Save and organize all of the stuff you love in one place.Got it!
If you like something…
Click the heart, it's called favoriting. Favorite the stuff you like.Got it!
Author Notes: One of my favorite restaurants serves green curry mussels with naan for mopping up the pot liquor. Every time we go, it is a must order so I decided I had to recreate it at home. I purchase pre-made naan because baking and I have never gotten along but you could make your own. —Tony S
Serves 4 as an appetizer
- 2 pounds mussels
- 1 tablespoon canola oil
- 1 - 2 stalks of lemongrass, inner part only finely minced
- 1 tablespoon grated ginger
- 1 tablespoon minced garlic
- 2 serrano peppers, finely minced (seeded if you don't want a ton of heat)
- 2 shallots, minced
- 1 bunch cilantro- stems finely minced and leaves chopped
- 3 tablespoons green curry paste
- 14 ounces can of full fat coconut milk
- 2 limes, juiced
- naan, grilled or heated in the oven for serving
- Wash, scrub and de-beard the mussles. Set aside in a colander.

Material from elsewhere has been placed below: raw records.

// The binary compiles the same module tree as the library; items only
// reachable through the library surface are not dead.
#![allow(dead_code)]
#![cfg_attr(test, allow(clippy::expect_used))]
#![cfg_attr(test, allow(clippy::unwrap_used))]

//! CampuShare Auth API Server
//!
//! Serves the credential lifecycle endpoints: registration, email
//! verification, login, password reset, and lecturer provisioning.

mod accounts;
mod auth;
mod config;
mod email;
mod error;
mod lifecycle;
mod routes;
mod state;

use std::net::SocketAddr;

use axum::http::{header, Method};
use campushare_shared::{create_pool, run_migrations};
use tower_http::{
    cors::{AllowOrigin, CorsLayer},
    trace::TraceLayer,
};
use tracing_subscriber::{layer::SubscriberExt, util::SubscriberInitExt};

use crate::{config::Config, routes::create_router, state::AppState};

#[tokio::main]
async fn main() -> anyhow::Result<()> {
    // Load .env file if present
    dotenvy::dotenv().ok();

    // Initialize tracing
    tracing_subscriber::registry()
        .with(
            tracing_subscriber::EnvFilter::try_from_default_env()
                .unwrap_or_else(|_| "info,campushare_api=debug".into()),
        )
        .with(tracing_subscriber::fmt::layer())
        .init();

    tracing::info!(
        "Starting CampuShare Auth API v{}",
        env!("CARGO_PKG_VERSION")
    );

    // Load configuration
    let config = Config::from_env()?;
    tracing::info!("Configuration loaded");

    // Create database pool and apply migrations
    tracing::info!("Connecting to database...");
    let pool = create_pool(&config.database_url).await?;
    run_migrations(&pool).await?;

    // Create application state
    let state = AppState::new(pool, config.clone());

    // Build CORS layer - restrict to the configured origin allowlist
    let allowed_origins: Vec<axum::http::HeaderValue> = config
        .allowed_origins
        .split(',')
        .filter_map(|s| s.trim().parse().ok())
        .collect();

    tracing::info!(
        "CORS configured with {} allowed origins",
        allowed_origins.len()
    );

    let cors = CorsLayer::new()
        .allow_origin(AllowOrigin::list(allowed_origins))
        .allow_methods([Method::GET, Method::POST, Method::OPTIONS])
        .allow_headers([header::AUTHORIZATION, header::CONTENT_TYPE, header::ACCEPT])
        .allow_credentials(true);

    // Build the router
    let app = create_router(state)
        .layer(cors)
        .layer(TraceLayer::new_for_http());

    // Parse bind address
    let addr: SocketAddr = config.bind_address.parse()?;
    tracing::info!("Starting server on {}", addr);

    // Start the server
    let listener = tokio::net::TcpListener::bind(addr).await?;
    axum::serve(listener, app).await?;

    Ok(())
}
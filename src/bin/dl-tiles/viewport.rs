use std::io;
use std::path::Path;

use serde_json::{json, Map, Value};
use tokio::fs;

use dl_tiles::BoundingBox;

/// Save the resolved bounding box as a viewport into a JSON collection
/// keyed by city code:
///
/// ```json
/// { "<code>": { "map": { "viewport": { "ne": {...}, "sw": {...} } } } }
/// ```
///
/// The file is read-modified-written so other city codes and unrelated
/// keys survive; a missing or unparseable file starts a fresh
/// collection.
pub async fn save_viewport(file: &Path, code: &str, bbox: &BoundingBox) -> io::Result<()> {
    let mut collection: Map<String, Value> = match fs::read(file).await {
        Ok(raw) => serde_json::from_slice(&raw).unwrap_or_default(),
        Err(err) if err.kind() == io::ErrorKind::NotFound => Map::new(),
        Err(err) => return Err(err),
    };

    let viewport = json!({
        "ne": { "lat": bbox.north, "lng": bbox.east },
        "sw": { "lat": bbox.south, "lng": bbox.west },
    });

    let city = ensure_object(
        collection
            .entry(code.to_owned())
            .or_insert_with(|| Value::Object(Map::new())),
    );
    let map = ensure_object(
        city.entry("map".to_owned())
            .or_insert_with(|| Value::Object(Map::new())),
    );
    map.insert("viewport".to_owned(), viewport);

    let serialized = serde_json::to_vec_pretty(&collection).map_err(io::Error::from)?;
    fs::write(file, serialized).await
}

fn ensure_object(value: &mut Value) -> &mut Map<String, Value> {
    if !value.is_object() {
        *value = Value::Object(Map::new());
    }
    match value {
        Value::Object(map) => map,
        _ => unreachable!("value was just coerced to an object"),
    }
}
use std::time::{Duration, Instant};

use async_trait::async_trait;
use bytes::Bytes;
use futures::{prelude::*, stream};
use reqwest::header::{self, HeaderValue};
use tracing::{debug, info, warn};

use crate::config::Config;
use crate::error::{Error, Result};
use crate::plan::TilePlan;
use crate::store::{StoreMetadata, TileStore};
use crate::tile::Tile;
use crate::url::UrlFormat;

const ZERO_DURATION: Duration = Duration::from_secs(0);

const USER_AGENT: &str = concat!("dl-tiles/", env!("CARGO_PKG_VERSION"));

/// Outcome of one tile fetch: the raw bytes on success, the error
/// otherwise. Never both.
type FetchResult = (Tile, Result<Bytes>);

/// A remote source of tile images.
#[async_trait]
pub trait TileSource: Send + Sync {
    async fn fetch_tile(&self, tile: Tile) -> Result<Bytes>;
}

/// Builds the HTTP client used for tile fetching and geocoding: polite
/// user agent, optional per-request timeout (zero disables it).
pub fn http_client(timeout: Duration) -> Result<reqwest::Client> {
    let mut builder = reqwest::Client::builder();
    if timeout > ZERO_DURATION {
        builder = builder.timeout(timeout);
    }

    let mut headers = header::HeaderMap::new();
    headers.insert(header::USER_AGENT, HeaderValue::from_static(USER_AGENT));

    builder
        .default_headers(headers)
        .build()
        .map_err(Error::HttpClient)
}

/// Fetches tiles over HTTP from a slippy-map URL template.
#[derive(Clone, Debug)]
pub struct HttpTileSource {
    client: reqwest::Client,
    url: UrlFormat,
}

impl HttpTileSource {
    pub fn new(client: reqwest::Client, url: UrlFormat) -> Self {
        Self { client, url }
    }

    pub fn with_timeout(url: UrlFormat, timeout: Duration) -> Result<Self> {
        Ok(Self::new(http_client(timeout)?, url))
    }
}

#[async_trait]
impl TileSource for HttpTileSource {
    async fn fetch_tile(&self, tile: Tile) -> Result<Bytes> {
        let url = self.url.tile_url(&tile)?;

        let response = self
            .client
            .get(&url)
            .send()
            .await
            .and_then(|response| response.error_for_status())
            .map_err(|source| Error::TileFetchFailed {
                tile,
                source: source.into(),
            })?;

        response.bytes().await.map_err(|source| Error::TileFetchFailed {
            tile,
            source: source.into(),
        })
    }
}

/// A progress snapshot, emitted after each tile resolves.
#[derive(Clone, Copy, Debug, PartialEq)]
pub struct Progress {
    /// Tiles resolved so far, successes and failures combined.
    pub processed: u64,
    pub failed: u64,
    pub total: u64,
    pub remaining: u64,
    pub percentage: f64,
    /// Tiles per second since the session started.
    pub speed: f64,
    pub eta: Duration,
}

/// Receives progress snapshots. Purely observational; implementations
/// must not block the orchestrator.
pub trait ProgressSink: Send + Sync {
    fn update(&self, progress: Progress);
}

impl<F> ProgressSink for F
where
    F: Fn(Progress) + Send + Sync,
{
    fn update(&self, progress: Progress) {
        self(progress)
    }
}

/// Mutable state for one plan execution. Owned by the coordinating task,
/// which serializes all counter updates; discarded when the session
/// settles. A retry means a fresh session.
struct DownloadSession {
    processed: u64,
    failed: u64,
    total: u64,
    started_at: Instant,
}

impl DownloadSession {
    fn new(total: u64) -> Self {
        Self {
            processed: 0,
            failed: 0,
            total,
            started_at: Instant::now(),
        }
    }

    fn resolve(&mut self, failed: bool) {
        self.processed += 1;
        if failed {
            self.failed += 1;
        }
    }

    fn snapshot(&self) -> Progress {
        let elapsed = self.started_at.elapsed().as_secs_f64();
        let remaining = self.total - self.processed;
        let percentage = if self.total == 0 {
            100.0
        } else {
            self.processed as f64 / self.total as f64 * 100.0
        };
        let speed = if elapsed > 0.0 {
            self.processed as f64 / elapsed
        } else {
            0.0
        };
        let eta = if speed > 0.0 {
            Duration::from_secs_f64(remaining as f64 / speed)
        } else {
            ZERO_DURATION
        };

        Progress {
            processed: self.processed,
            failed: self.failed,
            total: self.total,
            remaining,
            percentage,
            speed,
            eta,
        }
    }
}

/// Result of a settled, successful download session.
#[derive(Clone, Copy, Debug, PartialEq)]
pub struct Summary {
    pub total: u64,
    pub processed: u64,
    pub elapsed: Duration,
}

/// Download every tile in `plan` from `source` into `store`.
///
/// At most `concurrency` fetches are in flight at any time; this is a
/// hard cap, not a hint. Fetches are issued in plan order but complete
/// in any order; store writes and progress updates are serialized on the
/// calling task. The first fetch or write failure stops issuance, drops
/// in-flight work and settles the session with
/// [`Error::SessionAborted`]. The store's write session is closed on
/// every exit path.
pub async fn download(
    plan: &TilePlan,
    source: &dyn TileSource,
    store: &mut dyn TileStore,
    metadata: &StoreMetadata,
    concurrency: usize,
    progress: Option<&dyn ProgressSink>,
) -> Result<Summary> {
    assert!(concurrency > 0, "concurrency limit must be positive");

    store.begin_write().await.map_err(Error::StoreSessionFailed)?;
    let session = run_session(plan, source, store, metadata, concurrency, progress).await;
    let closed = store.end_write().await.map_err(Error::StoreSessionFailed);

    match (session, closed) {
        (Ok(summary), Ok(())) => Ok(summary),
        (Err(err), _) => Err(err),
        (Ok(_), Err(err)) => Err(err),
    }
}

async fn run_session(
    plan: &TilePlan,
    source: &dyn TileSource,
    store: &mut dyn TileStore,
    metadata: &StoreMetadata,
    concurrency: usize,
    progress: Option<&dyn ProgressSink>,
) -> Result<Summary> {
    let mut session = DownloadSession::new(plan.total());
    info!(tiles = session.total, zoom = %plan.zoom(), "starting download session");

    store
        .put_metadata(metadata)
        .await
        .map_err(Error::StoreSessionFailed)?;

    let mut fetches = stream::iter(plan.tiles().iter().copied())
        .map(move |tile| async move { (tile, source.fetch_tile(tile).await) })
        .buffer_unordered(concurrency);

    while let Some(result) = fetches.next().await {
        let (tile, outcome): FetchResult = result;
        let resolved: Result<()> = match outcome {
            Ok(bytes) => store
                .put_tile(tile, &bytes)
                .await
                .map_err(|source| Error::StoreWriteFailed { tile, source }),
            Err(err) => Err(err),
        };

        session.resolve(resolved.is_err());
        if let Some(sink) = progress {
            sink.update(session.snapshot());
        }

        match resolved {
            Ok(()) => debug!(%tile, "stored tile"),
            Err(err) => {
                warn!(%tile, error = %err, "aborting download session");
                // Dropping the stream cancels in-flight fetches and
                // stops further issuance.
                return Err(Error::SessionAborted {
                    processed: session.processed,
                    total: session.total,
                    source: Box::new(err),
                });
            }
        }
    }

    let summary = Summary {
        total: session.total,
        processed: session.processed,
        elapsed: session.started_at.elapsed(),
    };
    info!(processed = summary.processed, "download session complete");
    Ok(summary)
}

/// Plan and download the region described by `cfg` in one call,
/// fetching over HTTP.
pub async fn download_region(
    cfg: &Config,
    store: &mut dyn TileStore,
    progress: Option<&dyn ProgressSink>,
) -> Result<Summary> {
    let plan = cfg.plan()?;
    let source = HttpTileSource::with_timeout(cfg.url.clone(), cfg.timeout)?;

    download(
        &plan,
        &source,
        store,
        &StoreMetadata::default(),
        cfg.concurrency,
        progress,
    )
    .await
}

#[cfg(test)]
mod tests {
    use super::*;
    use crate::geo::BoundingBox;
    use crate::plan::ZoomRange;
    use std::io;
    use std::sync::atomic::{AtomicUsize, Ordering};
    use std::sync::Mutex;

    fn four_tile_plan() -> TilePlan {
        let bbox = BoundingBox::new(1.0, 1.0, -1.0, -1.0).unwrap();
        let plan = TilePlan::enumerate(&bbox, ZoomRange::single(1).unwrap());
        assert_eq!(plan.total(), 4);
        plan
    }

    struct StaticSource;

    #[async_trait]
    impl TileSource for StaticSource {
        async fn fetch_tile(&self, _tile: Tile) -> Result<Bytes> {
            Ok(Bytes::from_static(b"tile bytes"))
        }
    }

    struct FailingSource {
        poisoned: Tile,
    }

    #[async_trait]
    impl TileSource for FailingSource {
        async fn fetch_tile(&self, tile: Tile) -> Result<Bytes> {
            if tile == self.poisoned {
                Err(Error::TileFetchFailed {
                    tile,
                    source: Box::new(io::Error::new(io::ErrorKind::Other, "HTTP 503")),
                })
            } else {
                Ok(Bytes::from_static(b"tile bytes"))
            }
        }
    }

    /// Tracks how many fetches overlap.
    struct GaugedSource {
        in_flight: AtomicUsize,
        peak: AtomicUsize,
    }

    impl GaugedSource {
        fn new() -> Self {
            Self {
                in_flight: AtomicUsize::new(0),
                peak: AtomicUsize::new(0),
            }
        }
    }

    #[async_trait]
    impl TileSource for GaugedSource {
        async fn fetch_tile(&self, _tile: Tile) -> Result<Bytes> {
            let current = self.in_flight.fetch_add(1, Ordering::SeqCst) + 1;
            self.peak.fetch_max(current, Ordering::SeqCst);

            tokio::time::sleep(Duration::from_millis(5)).await;

            self.in_flight.fetch_sub(1, Ordering::SeqCst);
            Ok(Bytes::new())
        }
    }

    #[derive(Default)]
    struct RecordingStore {
        begun: u32,
        ended: u32,
        metadata_writes: u32,
        tiles: Vec<Tile>,
        writing: bool,
    }

    #[async_trait]
    impl TileStore for RecordingStore {
        async fn begin_write(&mut self) -> io::Result<()> {
            assert!(!self.writing, "overlapping write sessions");
            self.begun += 1;
            self.writing = true;
            Ok(())
        }

        async fn put_metadata(&mut self, _metadata: &StoreMetadata) -> io::Result<()> {
            assert!(self.writing);
            self.metadata_writes += 1;
            Ok(())
        }

        async fn put_tile(&mut self, tile: Tile, _bytes: &[u8]) -> io::Result<()> {
            assert!(self.writing);
            self.tiles.push(tile);
            Ok(())
        }

        async fn end_write(&mut self) -> io::Result<()> {
            assert!(self.writing);
            self.ended += 1;
            self.writing = false;
            Ok(())
        }
    }

    #[tokio::test]
    async fn successful_session_stores_every_tile() {
        let plan = four_tile_plan();
        let mut store = RecordingStore::default();

        let summary = download(
            &plan,
            &StaticSource,
            &mut store,
            &StoreMetadata::default(),
            2,
            None,
        )
        .await
        .unwrap();

        assert_eq!(summary.total, 4);
        assert_eq!(summary.processed, 4);
        assert_eq!(store.begun, 1);
        assert_eq!(store.ended, 1);
        assert_eq!(store.metadata_writes, 1);

        let mut stored = store.tiles.clone();
        stored.sort_by_key(|t| (t.z, t.y, t.x));
        let mut planned = plan.tiles().to_vec();
        planned.sort_by_key(|t| (t.z, t.y, t.x));
        assert_eq!(stored, planned);
    }

    #[tokio::test]
    async fn progress_reaches_one_hundred_percent() {
        let plan = four_tile_plan();
        let mut store = RecordingStore::default();
        let snapshots = Mutex::new(Vec::new());
        let sink = |p: Progress| snapshots.lock().unwrap().push(p);

        download(
            &plan,
            &StaticSource,
            &mut store,
            &StoreMetadata::default(),
            2,
            Some(&sink),
        )
        .await
        .unwrap();

        let snapshots = snapshots.into_inner().unwrap();
        assert_eq!(snapshots.len(), 4);

        let last = snapshots.last().unwrap();
        assert_eq!(last.processed, 4);
        assert_eq!(last.remaining, 0);
        assert_eq!(last.failed, 0);
        assert!((last.percentage - 100.0).abs() < f64::EPSILON);

        // Counters only move forward.
        for window in snapshots.windows(2) {
            assert!(window[1].processed > window[0].processed);
        }
    }

    #[tokio::test]
    async fn first_failure_aborts_the_session() {
        let plan = four_tile_plan();
        let poisoned = plan.tiles()[1];
        let mut store = RecordingStore::default();

        let err = download(
            &plan,
            &FailingSource { poisoned },
            &mut store,
            &StoreMetadata::default(),
            1,
            None,
        )
        .await
        .unwrap_err();

        match err {
            Error::SessionAborted { total, source, .. } => {
                assert_eq!(total, 4);
                match *source {
                    Error::TileFetchFailed { tile, .. } => assert_eq!(tile, poisoned),
                    other => panic!("expected TileFetchFailed, got {:?}", other),
                }
            }
            other => panic!("expected SessionAborted, got {:?}", other),
        }

        // The write session is still bracketed exactly once, and the
        // failed tile never reached the store.
        assert_eq!(store.begun, 1);
        assert_eq!(store.ended, 1);
        assert!(!store.tiles.contains(&poisoned));
        // With concurrency 1 nothing is written past the failure.
        assert_eq!(store.tiles, vec![plan.tiles()[0]]);
    }

    #[tokio::test]
    async fn concurrency_limit_is_a_hard_cap() {
        let bbox = BoundingBox::new(5.0, 5.0, -5.0, -5.0).unwrap();
        let plan = TilePlan::enumerate(&bbox, ZoomRange::new(3, 5).unwrap());
        assert!(plan.total() >= 8);

        let source = GaugedSource::new();
        let mut store = RecordingStore::default();

        download(
            &plan,
            &source,
            &mut store,
            &StoreMetadata::default(),
            2,
            None,
        )
        .await
        .unwrap();

        assert!(source.peak.load(Ordering::SeqCst) <= 2);
    }

    #[test]
    fn session_snapshot_math() {
        let mut session = DownloadSession::new(4);
        session.resolve(false);
        session.resolve(true);

        let snapshot = session.snapshot();
        assert_eq!(snapshot.processed, 2);
        assert_eq!(snapshot.failed, 1);
        assert_eq!(snapshot.remaining, 2);
        assert!((snapshot.percentage - 50.0).abs() < f64::EPSILON);
    }
}
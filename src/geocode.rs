use serde::Deserialize;

use crate::error::{Error, Result};
use crate::geo::BoundingBox;

const NOMINATIM_URL: &str = "https://nominatim.openstreetmap.org/search";

/// A structured address for geocoding. Unset fields are omitted from the
/// query.
#[derive(Clone, Debug, Default, PartialEq)]
pub struct Address {
    pub street: Option<String>,
    pub postalcode: Option<String>,
    pub city: Option<String>,
    pub county: Option<String>,
    pub state: Option<String>,
    pub country: Option<String>,
}

/// A location to geocode.
///
/// Might be:
/// - `Location::Query("Paris, France".into())`
/// - `Location::Address(Address { city: Some("Paris".into()), country: Some("France".into()), ..Default::default() })`
#[derive(Clone, Debug, PartialEq)]
pub enum Location {
    Query(String),
    Address(Address),
}

impl Location {
    fn describe(&self) -> String {
        match self {
            Location::Query(q) => q.clone(),
            Location::Address(addr) => {
                let fields = [
                    &addr.street,
                    &addr.postalcode,
                    &addr.city,
                    &addr.county,
                    &addr.state,
                    &addr.country,
                ];
                fields
                    .into_iter()
                    .flatten()
                    .cloned()
                    .collect::<Vec<_>>()
                    .join(", ")
            }
        }
    }
}

/// A geocoded place: its bounding box and the display name reported by
/// the geocoder.
#[derive(Clone, Debug, PartialEq)]
pub struct Place {
    pub bounding_box: BoundingBox,
    pub display_name: String,
}

#[derive(Debug, Deserialize)]
struct SearchResult {
    // south, north, west, east as decimal strings.
    boundingbox: [String; 4],
    display_name: String,
}

/// Look up a location via the Nominatim search API.
///
/// Fails with [`Error::GeocodeNotFound`] when the search yields no
/// result.
pub async fn search(client: &reqwest::Client, location: &Location) -> Result<Place> {
    let results: Vec<SearchResult> = client
        .get(NOMINATIM_URL)
        .query(&query_pairs(location))
        .send()
        .await
        .and_then(|response| response.error_for_status())
        .map_err(Error::GeocodeFailed)?
        .json()
        .await
        .map_err(Error::GeocodeFailed)?;

    place_from_results(results, location)
}

fn query_pairs(location: &Location) -> Vec<(&'static str, String)> {
    let mut pairs = vec![
        ("format", "json".to_owned()),
        // Hopefully there will be just one result.
        ("limit", "1".to_owned()),
        // Avoids duplicates if possible.
        ("dedup", "1".to_owned()),
    ];

    match location {
        Location::Query(q) => pairs.push(("q", q.clone())),
        Location::Address(addr) => {
            let fields = [
                ("street", &addr.street),
                ("postalcode", &addr.postalcode),
                ("city", &addr.city),
                ("county", &addr.county),
                ("state", &addr.state),
                ("country", &addr.country),
            ];
            for (key, value) in fields {
                if let Some(value) = value {
                    pairs.push((key, value.clone()));
                }
            }
        }
    }

    pairs
}

fn place_from_results(results: Vec<SearchResult>, location: &Location) -> Result<Place> {
    let result = results
        .into_iter()
        .next()
        .ok_or_else(|| Error::GeocodeNotFound {
            query: location.describe(),
        })?;

    let mut bounds = [0f64; 4];
    for (raw, parsed) in result.boundingbox.iter().zip(bounds.iter_mut()) {
        *parsed = raw.parse().map_err(|_| {
            Error::InvalidBoundingBox(format!("bad coordinate in geocoding response: {:?}", raw))
        })?;
    }
    let [south, north, west, east] = bounds;

    Ok(Place {
        bounding_box: BoundingBox::new(north, east, south, west)?,
        display_name: result.display_name,
    })
}
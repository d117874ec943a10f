use std::time::Duration;

use crate::error::Result;
use crate::geo::BoundingBox;
use crate::plan::{TilePlan, ZoomRange};
use crate::url::UrlFormat;

/// Default number of concurrently in-flight tile fetches. Deliberately
/// low; the public tile servers are a shared, rate-sensitive resource.
pub const DEFAULT_CONCURRENCY: usize = 2;

/// Tile download configuration.
#[derive(Debug, PartialEq)]
pub struct Config {
    /// The region to cover.
    pub bounding_box: BoundingBox,

    /// The zoom levels to download. The upper bound may be lowered by
    /// auto-scaling to satisfy `max_tiles`.
    pub zoom: ZoomRange,

    /// Maximum number of tiles to download; `None` means unlimited.
    pub max_tiles: Option<u64>,

    /// Whether to lower the zoom ceiling until the plan fits
    /// `max_tiles`, instead of failing outright.
    pub auto_scale: bool,

    /// Hard cap on concurrently in-flight fetches.
    pub concurrency: usize,

    /// The URL template to download individual tiles from, with the
    /// replacement specifiers `{x}`, `{y}` and `{z}`.
    pub url: UrlFormat,

    /// Timeout for fetching a single tile.
    ///
    /// Pass the zero duration to disable the timeout.
    pub timeout: Duration,
}

impl Config {
    /// Compute the tile plan for this configuration, applying the budget
    /// and auto-scaling policy.
    pub fn plan(&self) -> Result<TilePlan> {
        TilePlan::with_budget(&self.bounding_box, self.zoom, self.max_tiles, self.auto_scale)
    }
}

impl Default for Config {
    fn default() -> Self {
        Self {
            bounding_box: BoundingBox::WORLD,
            zoom: ZoomRange::new(0, 3).expect("static zoom range is valid"),
            max_tiles: Some(1_000),
            auto_scale: true,
            concurrency: DEFAULT_CONCURRENCY,
            url: UrlFormat::default(),
            timeout: Duration::from_secs(10),
        }
    }
}
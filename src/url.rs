use std::fmt;
use std::sync::atomic::{AtomicUsize, Ordering};

use maplit::hashmap;
use strfmt::strfmt;

use crate::error::{Error, Result};
use crate::tile::Tile;

const OSM_SERVERS: &[&str] = &["a", "b", "c"];

/// Default tile source.
pub const DEFAULT_TILE_URL: &str = "https://tile.openstreetmap.org/{z}/{x}/{y}.png";

/// A tile URL template with the replacement specifiers `{x}`, `{y}` and
/// `{z}`, plus an optional `{s}` that rotates through the `a`/`b`/`c`
/// subdomains to spread load between mirror servers.
pub struct UrlFormat {
    next_server: AtomicUsize,
    format_str: String,
}

impl UrlFormat {
    pub fn from_string(format_str: String) -> Self {
        Self {
            next_server: AtomicUsize::new(0),
            format_str,
        }
    }

    /// The canonical URL for one tile.
    pub fn tile_url(&self, tile: &Tile) -> Result<String> {
        let inc = self.next_server.fetch_add(1, Ordering::Relaxed);
        let vars = hashmap! {
            "s".to_owned() => OSM_SERVERS[inc % OSM_SERVERS.len()].to_owned(),
            "x".to_owned() => tile.x.to_string(),
            "y".to_owned() => tile.y.to_string(),
            "z".to_owned() => tile.z.to_string(),
        };

        strfmt(&self.format_str, &vars).map_err(Error::UrlFormat)
    }
}

impl Default for UrlFormat {
    fn default() -> Self {
        Self::from_string(DEFAULT_TILE_URL.to_owned())
    }
}

impl Clone for UrlFormat {
    fn clone(&self) -> Self {
        Self::from_string(self.format_str.clone())
    }
}

impl PartialEq for UrlFormat {
    fn eq(&self, other: &Self) -> bool {
        self.format_str == other.format_str
    }
}

impl fmt::Debug for UrlFormat {
    fn fmt(&self, f: &mut fmt::Formatter<'_>) -> fmt::Result {
        f.debug_struct("UrlFormat")
            .field("format_str", &self.format_str)
            .finish()
    }
}

#[cfg(test)]
mod tests {
    use super::*;

    #[test]
    fn substitutes_tile_coordinates() {
        let fmt = UrlFormat::default();
        let url = fmt.tile_url(&Tile::new(2, 3, 4)).unwrap();
        assert_eq!(url, "https://tile.openstreetmap.org/4/2/3.png");
    }

    #[test]
    fn rotates_subdomains() {
        let fmt = UrlFormat::from_string("https://{s}.tile.example.org/{z}/{x}/{y}.png".into());
        let tile = Tile::new(0, 0, 0);

        let urls: Vec<_> = (0..3).map(|_| fmt.tile_url(&tile).unwrap()).collect();
        assert!(urls[0].starts_with("https://a."));
        assert!(urls[1].starts_with("https://b."));
        assert!(urls[2].starts_with("https://c."));
    }

    #[test]
    fn rejects_unknown_specifiers() {
        let fmt = UrlFormat::from_string("https://example.org/{nope}.png".into());
        assert!(matches!(
            fmt.tile_url(&Tile::new(0, 0, 0)),
            Err(Error::UrlFormat(_))
        ));
    }
}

- Add oil to a stock pot over medium heat. Add garlic, ginger, lemongrass, serrano, shallots, and cilantro stems. Sweat for 5 minutes. If starting to brown, turn down heat.
- Add curry paste and cook for another 2 or 3 minutes until fragrant
- Stir in the can of coconut milk and bring to a simmer and reduce by 1/3.
- Add mussels and cover stockpot. Cook until you see all of the mussels open.
- Remove from the heat and add lime juice and as much of the cilantro leaves as you want. Serve with warm naan.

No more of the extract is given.